Heute ist Reisen so populär wie wahrscheinlich nie zuvor, allerdings beeindruckt man mit Klassikern mittlerweile niemanden mehr, das gilt für Reisekrankheiten wie für Urlaubsziele. Heute heißt die Formel: Je aufregender, unkonventioneller, origineller so ein Urlaub rüberkommt, desto besser. Ein Schloss wäre doch mal was! Oder?

Das Internetportal Airbnb bietet deshalb nun die "spektakulärsten Unterkünfte der Welt" an, wie das Unternehmen verspricht. Man könnte also ein Château in Frankreich mieten oder Charlie Chaplins ehemalige Villa über dem Sunset Boulevard in Los Angeles. Oder gleich eine ganze Insel im Pazifik: Nukutepipi in Französisch-Polynesien ist ein privates Atoll, eigene Zeitzone inklusive. Das ist alles ein bisschen aufregend, aber nicht zu sehr - denn all die spektakulären Unterkünfte sind auch spektakulär zertifiziert. Da gibt es also keine unangenehmen Überraschungen.

Denn mit der Individualität ist das halt so eine Sache. Nur in den wenigsten Menschen stecken echte Abenteurer. Im Zweifel gilt bei vielen dann doch die Prämisse: Eine Garantie, dass da auch keine Mäuse durchs Schloss huschen, bräuchte man bitte schon. Danke. Die Tourismusindustrie versucht deshalb nun zusammenzubringen, was eigentlich nicht zusammengehören kann: Individualität soll zur Massenware werden.

Klingt verrückt? Für die Unternehmen klingt das nach einem verdammt guten Geschäft. Deshalb wollen auch die alten Größen in der Branche diesen Trend nicht verpassen. Die Firma Tui zum Beispiel, eigentlich die Königin der Pauschalreise, setzt neuerdings verstärkt auf die Möglichkeit, Reisen zu individualisieren.
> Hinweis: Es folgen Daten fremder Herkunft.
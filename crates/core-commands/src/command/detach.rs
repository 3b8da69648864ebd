use core_state::{EditError, SnapshotScope, TimelineState, UndoHelper};
use core_timeline::{Frame, ModelError, Track, TrackKind, payload};
use tracing::debug;

use crate::{Command, edit};

/// Split a clip's audio onto an audio track.
///
/// The audio clip described by `payload` lands at `position` on the first
/// unlocked audio track with room for it; a new audio track is created when
/// none has. The source clip keeps playing video only.
#[derive(Debug, Clone)]
pub struct DetachAudioCommand {
    track: usize,
    clip: usize,
    position: Frame,
    payload: String,
    target_track: Option<usize>,
    track_added: bool,
    undo_helper: UndoHelper,
}

impl DetachAudioCommand {
    pub fn new(track: usize, clip: usize, position: Frame, payload: impl Into<String>) -> Self {
        Self {
            track,
            clip,
            position,
            payload: payload.into(),
            target_track: None,
            track_added: false,
            undo_helper: UndoHelper::new(SnapshotScope::AllTracks),
        }
    }

    /// Audio track that received the clip.
    pub fn target_track(&self) -> Option<usize> {
        self.target_track
    }

    pub fn track_added(&self) -> bool {
        self.track_added
    }

    fn apply(&mut self, state: &mut TimelineState) -> Result<(), EditError> {
        edit::check_position(self.position)?;
        let source = state.clip(self.track, self.clip)?.uuid;
        state.editable_track(self.track)?;
        let audio = payload::decode_new_clips(&self.payload)?
            .into_iter()
            .next()
            .ok_or(EditError::Model(ModelError::EmptyPayload))?;
        let length = audio.length();

        let free = state.multitrack.tracks().iter().position(|t| {
            t.kind == TrackKind::Audio && !t.lock && t.is_free(self.position, length)
        });
        let (target, added) = match free {
            Some(index) => (index, false),
            None => {
                let audio_tracks = state
                    .multitrack
                    .tracks()
                    .iter()
                    .filter(|t| t.kind == TrackKind::Audio)
                    .count();
                let name = format!("A{}", audio_tracks + 1);
                (state.multitrack.add_track(Track::new(TrackKind::Audio, name)), true)
            }
        };
        edit::overwrite_clips(state.editable_track(target)?, self.position, vec![audio])?;

        let at = state
            .multitrack
            .find_clip(source)
            .ok_or(EditError::UnknownClip(source))?;
        state.clip_mut(at.track, at.clip)?.producer.has_audio = false;

        debug!(target: "commands.clip", track = self.track, clip = self.clip, target, added, position = self.position, "audio_detached");
        self.target_track = Some(target);
        self.track_added = added;
        Ok(())
    }
}

impl Command for DetachAudioCommand {
    fn redo(&mut self, state: &mut TimelineState) -> Result<(), EditError> {
        if self.undo_helper.replay_or_begin(state)? {
            return Ok(());
        }
        let outcome = self.apply(state);
        self.undo_helper.finish(state, outcome)
    }

    fn undo(&mut self, state: &mut TimelineState) -> Result<(), EditError> {
        self.undo_helper.undo_changes(state)
    }

    fn text(&self) -> &'static str {
        "Detach audio"
    }
}
use tracing::debug;
use uuid::Uuid;

use crate::{Clip, ClipPosition, GroupId, ModelError, Track, TrackKind};

/// Ordered collection of tracks.
///
/// Track 0 is the first lane. Video and audio tracks may interleave; the
/// convention enforced by `add_track` is videos first, then audio.
#[derive(Debug, Clone, Default, PartialEq)]
pub struct Multitrack {
    tracks: Vec<Track>,
}

impl Multitrack {
    pub fn new() -> Self {
        Self::default()
    }

    pub fn tracks(&self) -> &[Track] {
        &self.tracks
    }

    pub fn track_count(&self) -> usize {
        self.tracks.len()
    }

    pub fn track(&self, index: usize) -> Result<&Track, ModelError> {
        self.tracks
            .get(index)
            .ok_or(ModelError::TrackOutOfRange { track: index })
    }

    pub fn track_mut(&mut self, index: usize) -> Result<&mut Track, ModelError> {
        self.tracks
            .get_mut(index)
            .ok_or(ModelError::TrackOutOfRange { track: index })
    }

    pub fn clip(&self, track: usize, clip: usize) -> Option<&Clip> {
        self.tracks.get(track).and_then(|t| t.clip(clip))
    }

    pub fn clip_mut(&mut self, track: usize, clip: usize) -> Option<&mut Clip> {
        self.tracks.get_mut(track).and_then(|t| t.clip_mut(clip))
    }

    /// Replace every track wholesale (snapshot restore).
    pub fn set_tracks(&mut self, tracks: Vec<Track>) {
        self.tracks = tracks;
    }

    pub fn replace_track(&mut self, index: usize, track: Track) -> Result<Track, ModelError> {
        let slot = self.track_mut(index)?;
        Ok(std::mem::replace(slot, track))
    }

    /// Insert a video track after the last video track or an audio track at
    /// the end. Returns the new track's index.
    pub fn add_track(&mut self, track: Track) -> usize {
        let index = match track.kind {
            TrackKind::Video => self
                .tracks
                .iter()
                .rposition(|t| t.kind == TrackKind::Video)
                .map_or(0, |i| i + 1),
            TrackKind::Audio => self.tracks.len(),
        };
        self.tracks.insert(index, track);
        debug!(target: "timeline.multitrack", index, tracks = self.tracks.len(), "track_added");
        index
    }

    pub fn insert_track(&mut self, index: usize, track: Track) -> Result<(), ModelError> {
        if index > self.tracks.len() {
            return Err(ModelError::TrackOutOfRange { track: index });
        }
        self.tracks.insert(index, track);
        Ok(())
    }

    pub fn remove_track(&mut self, index: usize) -> Result<Track, ModelError> {
        self.track(index)?;
        Ok(self.tracks.remove(index))
    }

    pub fn move_track(&mut self, from: usize, to: usize) -> Result<(), ModelError> {
        self.track(from)?;
        self.track(to)?;
        let track = self.tracks.remove(from);
        self.tracks.insert(to, track);
        Ok(())
    }

    pub fn find_clip(&self, uuid: Uuid) -> Option<ClipPosition> {
        self.tracks.iter().enumerate().find_map(|(t, track)| {
            track
                .clips()
                .find(|(_, c)| c.uuid == uuid)
                .map(|(i, _)| ClipPosition::new(t, i))
        })
    }

    /// One past the largest group id in use, 0 on an ungrouped timeline.
    pub fn next_group_id(&self) -> GroupId {
        self.tracks
            .iter()
            .flat_map(|t| t.clips().filter_map(|(_, c)| c.group))
            .max()
            .map_or(0, |g| g + 1)
    }
}
#![allow(dead_code)] // Shared across many integration tests; each test binary uses a subset of helpers.

use core_state::{EditSettings, TimelineState};
use core_timeline::{Clip, Entry, Frame, Multitrack, Producer, Track, TrackKind, payload};

/// Clip using `[frame_in, frame_out]` of a 300 frame video source.
pub fn clip(name: &str, frame_in: Frame, frame_out: Frame) -> Clip {
    Clip::new(Producer::new(format!("{name}.mp4"), 300), frame_in, frame_out)
}

pub fn audio_clip(name: &str, length: Frame) -> Clip {
    Clip::whole(Producer::audio(format!("{name}.wav"), length))
}

pub fn track(kind: TrackKind, name: &str, entries: Vec<Entry>) -> Track {
    let mut t = Track::new(kind, name);
    for entry in entries {
        t.push_entry(entry);
    }
    t.normalize();
    t
}

pub fn state_with(tracks: Vec<Track>, settings: EditSettings) -> TimelineState {
    let mut multitrack = Multitrack::new();
    multitrack.set_tracks(tracks);
    TimelineState::new(multitrack).with_settings(settings)
}

/// Three tracks:
/// - `V1`: `a` [0,100), blank [100,120), `b` [120,220), `c` [220,270)
/// - `V2`: `d` [0,80)
/// - `A1`: `e` [0,200)
pub fn fixture() -> TimelineState {
    fixture_with(EditSettings::default())
}

pub fn fixture_with(settings: EditSettings) -> TimelineState {
    state_with(
        vec![
            track(
                TrackKind::Video,
                "V1",
                vec![
                    Entry::Clip(clip("a", 50, 149)),
                    Entry::blank(20),
                    Entry::Clip(clip("b", 50, 149)),
                    Entry::Clip(clip("c", 20, 69)),
                ],
            ),
            track(TrackKind::Video, "V2", vec![Entry::Clip(clip("d", 0, 79))]),
            track(
                TrackKind::Audio,
                "A1",
                vec![Entry::Clip(audio_clip("e", 200))],
            ),
        ],
        settings,
    )
}

pub fn settings(ripple_all_tracks: bool, ripple_markers: bool) -> EditSettings {
    EditSettings {
        ripple_all_tracks,
        ripple_markers,
        ..EditSettings::default()
    }
}

pub fn payload_of(clips: &[Clip]) -> String {
    payload::encode_clips(clips).unwrap()
}

/// Compact description of a track: `name[in..out]`, `_len` for blanks and
/// `T<len>` for transitions.
pub fn layout(state: &TimelineState, track: usize) -> Vec<String> {
    state
        .track(track)
        .unwrap()
        .entries()
        .iter()
        .map(|entry| match entry {
            Entry::Blank { length } => format!("_{length}"),
            Entry::Clip(c) => {
                let name = c.producer.resource.split('.').next().unwrap_or_default();
                format!("{name}[{}..{}]", c.frame_in, c.frame_out)
            }
            Entry::Transition(t) => format!("T{}", t.length()),
        })
        .collect()
}

/// `(start, uuid)` of every clip on a track.
pub fn clip_starts(state: &TimelineState, track: usize) -> Vec<(Frame, uuid::Uuid)> {
    let t = state.track(track).unwrap();
    t.clips()
        .map(|(i, c)| (t.start_of(i).unwrap(), c.uuid))
        .collect()
}
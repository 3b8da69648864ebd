//! Group membership reads and writes keyed by `ClipPosition`.
//!
//! Groups have no object of their own: a group is the set of clips carrying
//! the same `GroupId` tag.

use core_state::{EditError, TimelineState};
use core_timeline::{ClipPosition, GroupId};
use std::collections::BTreeMap;

pub fn group_of(state: &TimelineState, at: ClipPosition) -> Result<Option<GroupId>, EditError> {
    Ok(state.clip(at.track, at.clip)?.group)
}

pub fn set_group(
    state: &mut TimelineState,
    at: ClipPosition,
    group: Option<GroupId>,
) -> Result<(), EditError> {
    state.clip_mut(at.track, at.clip)?.group = group;
    Ok(())
}

/// Fresh group id, above every id already on the timeline.
pub fn allocate(state: &TimelineState) -> GroupId {
    state.multitrack.next_group_id()
}

/// Current group of every position, for later restore with `restore`.
pub fn capture(
    state: &TimelineState,
    positions: &[ClipPosition],
) -> Result<BTreeMap<ClipPosition, Option<GroupId>>, EditError> {
    positions
        .iter()
        .map(|&at| Ok((at, group_of(state, at)?)))
        .collect()
}

pub fn restore(
    state: &mut TimelineState,
    prior: &BTreeMap<ClipPosition, Option<GroupId>>,
) -> Result<(), EditError> {
    for (&at, &group) in prior {
        set_group(state, at, group)?;
    }
    Ok(())
}
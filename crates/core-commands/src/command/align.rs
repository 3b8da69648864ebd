use core_state::{EditError, SnapshotScope, TimelineState, UndoHelper};
use core_timeline::{Clip, Frame};
use tracing::{debug, warn};
use uuid::Uuid;

use crate::{Command, edit};

/// Per-clip result of an audio alignment pass.
#[derive(Debug, Clone, Copy, PartialEq)]
pub struct Alignment {
    pub uuid: Uuid,
    /// Frames to move the clip by; the result is clamped at frame 0.
    pub offset: Frame,
    /// Speed multiplier applied on top of the clip's current speed.
    pub speed: f64,
}

/// Move and re-time several clips as one undo step.
#[derive(Debug, Clone)]
pub struct AlignClipsCommand {
    alignments: Vec<Alignment>,
    undo_helper: UndoHelper,
}

impl Default for AlignClipsCommand {
    fn default() -> Self {
        Self::new()
    }
}

impl AlignClipsCommand {
    pub fn new() -> Self {
        Self {
            alignments: Vec::new(),
            undo_helper: UndoHelper::new(SnapshotScope::AllTracks),
        }
    }

    pub fn add_alignment(&mut self, uuid: Uuid, offset: Frame, speed: f64) {
        self.alignments.push(Alignment {
            uuid,
            offset,
            speed,
        });
    }

    fn apply(&self, state: &mut TimelineState) -> Result<(), EditError> {
        if self.alignments.is_empty() {
            return Err(EditError::NoTargets);
        }
        for alignment in &self.alignments {
            let at = state
                .multitrack
                .find_clip(alignment.uuid)
                .ok_or(EditError::UnknownClip(alignment.uuid))?;
            let (mut clip, start) = edit::lift_clip(state, at.track, at.clip)?;
            if alignment.speed > 0.0 {
                rescale(&mut clip, alignment.speed);
            } else {
                warn!(target: "commands.align", uuid = %alignment.uuid, speed = alignment.speed, "speed_ignored");
            }
            let position = start.saturating_add(alignment.offset).max(0);
            let t = state.editable_track(at.track)?;
            edit::overwrite_clips(t, position, vec![clip])?;
            debug!(target: "commands.align", track = at.track, from = start, to = position, speed = alignment.speed, "clip_aligned");
        }
        Ok(())
    }
}

/// Play `clip` `factor` times faster, scaling its frame range so the same
/// source material is covered.
fn rescale(clip: &mut Clip, factor: f64) {
    if (factor - 1.0).abs() < f64::EPSILON {
        return;
    }
    let scale = |frames: Frame| (frames as f64 / factor).round() as Frame;
    clip.producer.speed *= factor;
    clip.producer.length = scale(clip.producer.length).max(1);
    let last = clip.producer.length - 1;
    clip.frame_in = scale(clip.frame_in).min(last);
    clip.frame_out = (scale(clip.frame_out + 1) - 1).min(last).max(clip.frame_in);
    clip.producer.fade_in = clip.producer.fade_in.min(clip.length());
    clip.producer.fade_out = clip.producer.fade_out.min(clip.length());
}

impl Command for AlignClipsCommand {
    fn redo(&mut self, state: &mut TimelineState) -> Result<(), EditError> {
        if self.undo_helper.replay_or_begin(state)? {
            return Ok(());
        }
        let outcome = self.apply(state);
        self.undo_helper.finish(state, outcome)
    }

    fn undo(&mut self, state: &mut TimelineState) -> Result<(), EditError> {
        self.undo_helper.undo_changes(state)
    }

    fn text(&self) -> &'static str {
        "Align clips"
    }
}

#[cfg(test)]
mod tests {
    use super::*;
    use core_timeline::Producer;

    #[test]
    fn doubling_speed_halves_the_range() {
        let mut clip = Clip::new(Producer::new("a.mp4", 200), 20, 119);
        rescale(&mut clip, 2.0);
        assert_eq!(clip.producer.length, 100);
        assert_eq!((clip.frame_in, clip.frame_out), (10, 59));
        assert_eq!(clip.producer.speed, 2.0);
    }
}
Standardprogramm? Also bitte! Aber ein deutschsprachiger Reiseleiter darf's dann schon sein - man weiß ja nie.

Dass Reisen immer aufregender werden muss, liegt auch daran, dass es für immer mehr Menschen heute keine Abwechslung vom Alltag mehr ist, sondern ein Teil davon. Sie sammeln Reiseerinnerungen wie Trophäen, und wie gut ein Urlaub war, misst sich heute auch oft daran, wie die Fotos aussehen, die man nachher auf Facebook oder Instagram posten kann. Aber das heißt natürlich nicht, dass man es unbequem haben will, richtig?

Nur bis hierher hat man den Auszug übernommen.